The Silver Lining: Improving Your Credit Saves You Money Fast

Here's the upside: improving your credit score by just one tier (for example, from "poor" to "fair") can save you an average of $355–$489/year on car insurance alone. That's real money for a change that also helps you in every other area of your finances.

The five biggest factors in your credit-based insurance score:

  1. Payment history — Pay every bill on time. Set up autopay on everything. This is the single biggest factor.
  2. Outstanding debt — Pay down credit card balances. Keep utilization below 30% of your limit.
  3. Length of credit history — Don't close old accounts.
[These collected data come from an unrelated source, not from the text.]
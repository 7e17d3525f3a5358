// Unit tests for business rules

#[cfg(test)]
mod tests {
    use crate::domain::errors::*;
    use crate::domain::model::*;
    use crate::domain::rules::*;

    #[test]
    fn test_range_rules() {
        let start = TimeSpec::from_seconds(2.0);
        assert!(RangeRules::validate(&start, &TimeSpec::from_seconds(3.0)).is_ok());
        assert!(RangeRules::validate(&start, &TimeSpec::from_seconds(1.0)).is_err());
        assert!(RangeRules::validate(
            &TimeSpec::from_seconds(-1.0),
            &TimeSpec::from_seconds(1.0)
        )
        .is_err());
    }

    #[test]
    fn test_bitrate_rules() {
        assert!(VariantRules::validate_bitrate("1400k").is_ok());
        assert!(VariantRules::validate_bitrate("5M").is_ok());
        assert!(VariantRules::validate_bitrate("800000").is_ok());
        assert!(VariantRules::validate_bitrate("k").is_err());
        assert!(VariantRules::validate_bitrate("1.5M").is_err());
        assert!(VariantRules::validate_bitrate("0k").is_err());
        assert!(VariantRules::validate_bitrate("").is_err());
    }

    #[test]
    fn test_variant_scale_bounds() {
        assert!(VariantOption::new(1.0, "5M", "4M").is_ok());
        assert!(VariantOption::new(0.0, "5M", "4M").is_err());
        assert!(VariantOption::new(1.01, "5M", "4M").is_err());
        assert!(VariantOption::new(f64::NAN, "5M", "4M").is_err());
    }

    #[test]
    fn test_source_url_validation() {
        assert!(SourceRules::validate_url("https://cdn.example.com/live/index.m3u8").is_ok());
        assert!(SourceRules::validate_url("rtmp://media.example.com/app/key").is_ok());
        assert!(SourceRules::validate_url("file:///tmp/video.mp4").is_ok());

        let err = SourceRules::validate_url("ftp://example.com/v.mp4").unwrap_err();
        assert!(matches!(err, DomainError::InvalidUrl(_)));
        assert!(SourceRules::validate_url("not a url").is_err());
    }

    #[test]
    fn test_remote_source_detection() {
        assert!(SourceRules::is_remote("http://example.com/a.mp4"));
        assert!(!SourceRules::is_remote("/home/user/a.mp4"));
        assert!(!SourceRules::is_remote("C:\\videos\\a.mp4"));
        assert!(!SourceRules::is_remote("file:///tmp/a.mp4"));
    }

    #[cfg(unix)]
    #[test]
    fn test_file_url_path() {
        assert_eq!(
            SourceRules::file_url_path("file:///tmp/my%20clip.mp4").unwrap(),
            Some(std::path::PathBuf::from("/tmp/my clip.mp4"))
        );
        assert_eq!(SourceRules::file_url_path("/tmp/a.mp4").unwrap(), None);
        assert_eq!(SourceRules::file_url_path("https://example.com/a.mp4").unwrap(), None);

        let err = SourceRules::file_url_path("file://example.com/a.mp4").unwrap_err();
        assert!(matches!(err, DomainError::InvalidUrl(_)));
    }

    #[test]
    fn test_sanitize_stem() {
        assert_eq!(NamingRules::sanitize_stem("my clip").unwrap(), "my clip");
        assert_eq!(NamingRules::sanitize_stem("a/b:c?").unwrap(), "a_b_c_");
        assert_eq!(NamingRules::sanitize_stem("..hidden..").unwrap(), "hidden");
        assert!(NamingRules::sanitize_stem("  ").is_err());
    }

    #[test]
    fn test_even_scale_filter() {
        assert_eq!(
            FilterRules::even_scale(0.5),
            "scale=trunc(iw*0.5/2)*2:trunc(ih*0.5/2)*2"
        );
        assert_eq!(
            FilterRules::even_scale(1.0),
            "scale=trunc(iw*1/2)*2:trunc(ih*1/2)*2"
        );
    }
}
// Transcode interactor - Re-encodes a whole video

use std::sync::Arc;

use tracing::{debug, info};

use crate::app::{ensure_input_exists, resolve_output, run_engine, TRANSCODE_FOLDER};
use crate::domain::errors::*;
use crate::domain::model::*;
use crate::domain::rules::VariantRules;
use crate::engine::transcode;
use crate::ports::*;
use crate::utils::path::PathUtils;

/// Interactor for the transcode use case
pub struct TranscodeInteractor {
    execute_port: Arc<dyn ExecutePort>,
    fs_port: Arc<dyn FsPort>,
    config_port: Arc<dyn ConfigPort>,
}

impl TranscodeInteractor {
    pub fn new(
        execute_port: Arc<dyn ExecutePort>,
        fs_port: Arc<dyn FsPort>,
        config_port: Arc<dyn ConfigPort>,
    ) -> Self {
        Self {
            execute_port,
            fs_port,
            config_port,
        }
    }

    /// Re-encode the input, filling codec settings from configuration
    pub async fn transcode(&self, request: TranscodeRequest) -> Result<MediaOutput, DomainError> {
        info!(input = %request.input_path.display(), "Starting transcode");

        Self::validate(&request)?;
        ensure_input_exists(self.fs_port.as_ref(), &request.input_path).await?;
        let config = self.config_port.current().await;

        let format = request.output_format();
        let target = resolve_output(
            self.fs_port.as_ref(),
            &config,
            &request.location,
            TRANSCODE_FOLDER,
            || {
                PathUtils::timestamped(&format!(
                    "{}_transcoded",
                    PathUtils::input_stem(&request.input_path)
                ))
            },
            Some(format.extension()),
        )
        .await?;
        let output_path = target.file(format.extension());

        let command = transcode::build(&request, &config.encoding, config.engine.threads, &output_path);
        debug!(command = %command, "Transcode command assembled");
        let report = run_engine(self.execute_port.as_ref(), &command).await?;

        info!(output = %output_path.display(), "Transcode completed");
        Ok(MediaOutput {
            output_path,
            report,
        })
    }

    fn validate(request: &TranscodeRequest) -> Result<(), DomainError> {
        if let Some(scale) = request.scale {
            if !(scale > 0.0 && scale <= 1.0) {
                return Err(DomainError::BadArgs(format!(
                    "Scale must be in (0, 1], got {}",
                    scale
                )));
            }
        }
        if let Some(crf) = request.crf {
            if crf > 51 {
                return Err(DomainError::BadArgs(format!(
                    "CRF value cannot exceed 51, got {}",
                    crf
                )));
            }
        }
        for bitrate in [&request.bitrate, &request.max_bitrate].into_iter().flatten() {
            VariantRules::validate_bitrate(bitrate)?;
        }
        if request.max_bitrate.is_some() && request.bitrate.is_none() {
            return Err(DomainError::BadArgs(
                "A max bitrate requires a target bitrate".to_string(),
            ));
        }
        Ok(())
    }
}
//! Configuration initialization and hierarchy management

use std::path::{Path, PathBuf};

use anyhow::{Context, Result};
use tracing::{debug, info};

use crate::adapters::toml_config::DEFAULT_CONFIG_FILE;
use crate::cli::Cli;
use crate::ports::ConfigPort;

/// Environment variables and the config keys they override
pub const ENV_MAPPINGS: &[(&str, &str)] = &[
    ("TRIMKIT_FFMPEG_PATH", "engine.ffmpeg_path"),
    ("TRIMKIT_TIMEOUT_SECS", "engine.timeout_secs"),
    ("TRIMKIT_THREADS", "engine.threads"),
    ("TRIMKIT_STORAGE_DIR", "output.storage_dir"),
    ("TRIMKIT_VIDEO_CODEC", "encoding.video_codec"),
    ("TRIMKIT_AUDIO_CODEC", "encoding.audio_codec"),
    ("TRIMKIT_PRESET", "encoding.preset"),
    ("TRIMKIT_CRF", "encoding.crf"),
    ("TRIMKIT_SEGMENT_SECONDS", "hls.segment_seconds"),
    ("TRIMKIT_LOG_LEVEL", "logging.level"),
    ("TRIMKIT_LOG_FORMAT", "logging.format"),
];

/// Initialize configuration hierarchy following precedence: CLI > Env > File > Defaults
pub async fn initialize_configuration_hierarchy(config: &dyn ConfigPort, cli: &Cli) -> Result<()> {
    // Step 1: defaults are already held by the adapter
    // Step 2: config file
    load_config_file(config, cli.config.as_deref()).await?;

    // Step 3: environment variables
    apply_environment_overrides(config, |name| std::env::var(name).ok()).await?;

    // Step 4: CLI arguments
    apply_cli_configuration_overrides(config, cli).await?;

    config
        .validate_config()
        .await
        .context("Invalid configuration")?;
    Ok(())
}

/// Load an explicitly named file, or `trimkit.toml` from the working
/// directory when one exists. A named file that is missing is an error.
pub async fn load_config_file(config: &dyn ConfigPort, explicit: Option<&Path>) -> Result<Option<PathBuf>> {
    let path = match explicit {
        Some(path) => path.to_path_buf(),
        None => {
            let default = PathBuf::from(DEFAULT_CONFIG_FILE);
            if !default.exists() {
                debug!("No {} in working directory, using defaults", DEFAULT_CONFIG_FILE);
                return Ok(None);
            }
            default
        }
    };

    config
        .load_config(&path)
        .await
        .with_context(|| format!("Failed to load configuration from {}", path.display()))?;
    Ok(Some(path))
}

/// Apply `TRIMKIT_*` variables found through `lookup`
pub async fn apply_environment_overrides<F>(config: &dyn ConfigPort, lookup: F) -> Result<usize>
where
    F: Fn(&str) -> Option<String>,
{
    let mut env_overrides = 0;
    for &(env_var, key) in ENV_MAPPINGS {
        if let Some(value) = lookup(env_var) {
            config
                .set_config(key, &value)
                .await
                .with_context(|| format!("Invalid value in {}", env_var))?;
            debug!("Environment override: {} = {}", key, value);
            env_overrides += 1;
        }
    }

    if env_overrides > 0 {
        info!("Applied {} environment variable overrides", env_overrides);
    }
    Ok(env_overrides)
}

/// Apply global CLI flags that map onto configuration keys
pub async fn apply_cli_configuration_overrides(config: &dyn ConfigPort, cli: &Cli) -> Result<usize> {
    let mut overrides: Vec<(&str, String)> = Vec::new();
    if let Some(level) = &cli.log_level {
        overrides.push(("logging.level", level.clone()));
    }
    if let Some(format) = &cli.log_format {
        overrides.push(("logging.format", format.clone()));
    }
    if let Some(path) = &cli.ffmpeg_path {
        overrides.push(("engine.ffmpeg_path", path.display().to_string()));
    }
    if let Some(timeout) = cli.timeout_secs {
        overrides.push(("engine.timeout_secs", timeout.to_string()));
    }

    for (key, value) in &overrides {
        config
            .set_config(key, value)
            .await
            .with_context(|| format!("Invalid command-line value for {}", key))?;
        debug!("CLI override: {} = {}", key, value);
    }
    Ok(overrides.len())
}

#[cfg(test)]
mod tests {
    use super::*;
    use crate::adapters::TomlConfigAdapter;
    use clap::Parser;
    use std::collections::HashMap;
    use tempfile::TempDir;

    #[tokio::test]
    async fn environment_overrides_file_values() {
        let temp = TempDir::new().unwrap();
        let file = temp.path().join("custom.toml");
        std::fs::write(&file, "[encoding]\ncrf = 30\npreset = \"fast\"\n").unwrap();

        let config = TomlConfigAdapter::new();
        load_config_file(&config, Some(&file)).await.unwrap();

        let env: HashMap<&str, &str> = [("TRIMKIT_CRF", "20")].into_iter().collect();
        let applied = apply_environment_overrides(&config, |name| env.get(name).map(|v| v.to_string()))
            .await
            .unwrap();

        let current = config.current().await;
        assert_eq!(applied, 1);
        assert_eq!(current.encoding.crf, 20);
        assert_eq!(current.encoding.preset, "fast");
    }

    #[tokio::test]
    async fn bad_environment_value_is_reported() {
        let config = TomlConfigAdapter::new();
        let result = apply_environment_overrides(&config, |name| {
            (name == "TRIMKIT_THREADS").then(|| "many".to_string())
        })
        .await;
        assert!(result.is_err());
    }

    #[tokio::test]
    async fn cli_flags_win() {
        let config = TomlConfigAdapter::new();
        config.set_config("logging.level", "warn").await.unwrap();

        let cli = Cli::try_parse_from([
            "trimkit", "--log-level", "debug", "--timeout-secs", "60", "hls", "-i", "in.mp4",
        ])
        .unwrap();
        let applied = apply_cli_configuration_overrides(&config, &cli).await.unwrap();

        let current = config.current().await;
        assert_eq!(applied, 2);
        assert_eq!(current.logging.level, "debug");
        assert_eq!(current.engine.timeout_secs, 60);
    }

    #[tokio::test]
    async fn missing_explicit_file_is_an_error() {
        let config = TomlConfigAdapter::new();
        let result = load_config_file(&config, Some(Path::new("/definitely/not/here.toml"))).await;
        assert!(result.is_err());
    }
}
// src/watch/mod.rs

//! File watching and change detection.
//!
//! This module is responsible for:
//! - Wiring up a cross-platform filesystem watcher (`notify`) on a single
//!   directory, non-recursively.
//! - Deciding which notify events count as modifications of that directory's
//!   direct children, or of its listing (children created, removed, renamed).
//!
//! It does **not** know about HTTP; it only turns filesystem changes into
//! `RuntimeEvent::FileModified`.

pub mod event_handler;
pub mod path_utils;
pub mod watcher;

pub use event_handler::{is_listing_change, is_modification, modified_paths};
pub use watcher::{WatcherHandle, spawn_watcher};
Even if you don't use them, their age helps your score.
  4. New credit inquiries — Don't open multiple new accounts in a short period.
  5. Credit mix — Having different types of credit (credit card, auto loan, etc.) helps slightly.

States Where Credit Can't Touch Your Insurance

If you live in California, Hawaii, or Massachusetts, insurers cannot use your credit score for auto insurance pricing. For homeowners insurance, California, Maryland, and Massachusetts ban it. Several other states (Oregon, Utah, North Carolina, Nevada) have partial restrictions.

What to Do Right Now

  1. Check your credit score — free at annualcreditreport.com. Look for errors and dispute any you find.
  2. Set up autopay on all bills. Payment history is the #1 factor.
  3. Re-shop your insurance after any credit improvement. Insurers won't automatically lower your rate — you need to get new quotes.
  4. Ask your insurer which credit bureau they used and what score they pulled. If your score has improved since you bought the policy, ask for a re-rate.

Getting a quote won't hurt your credit — insurers use a "soft pull" that doesn't affect your score.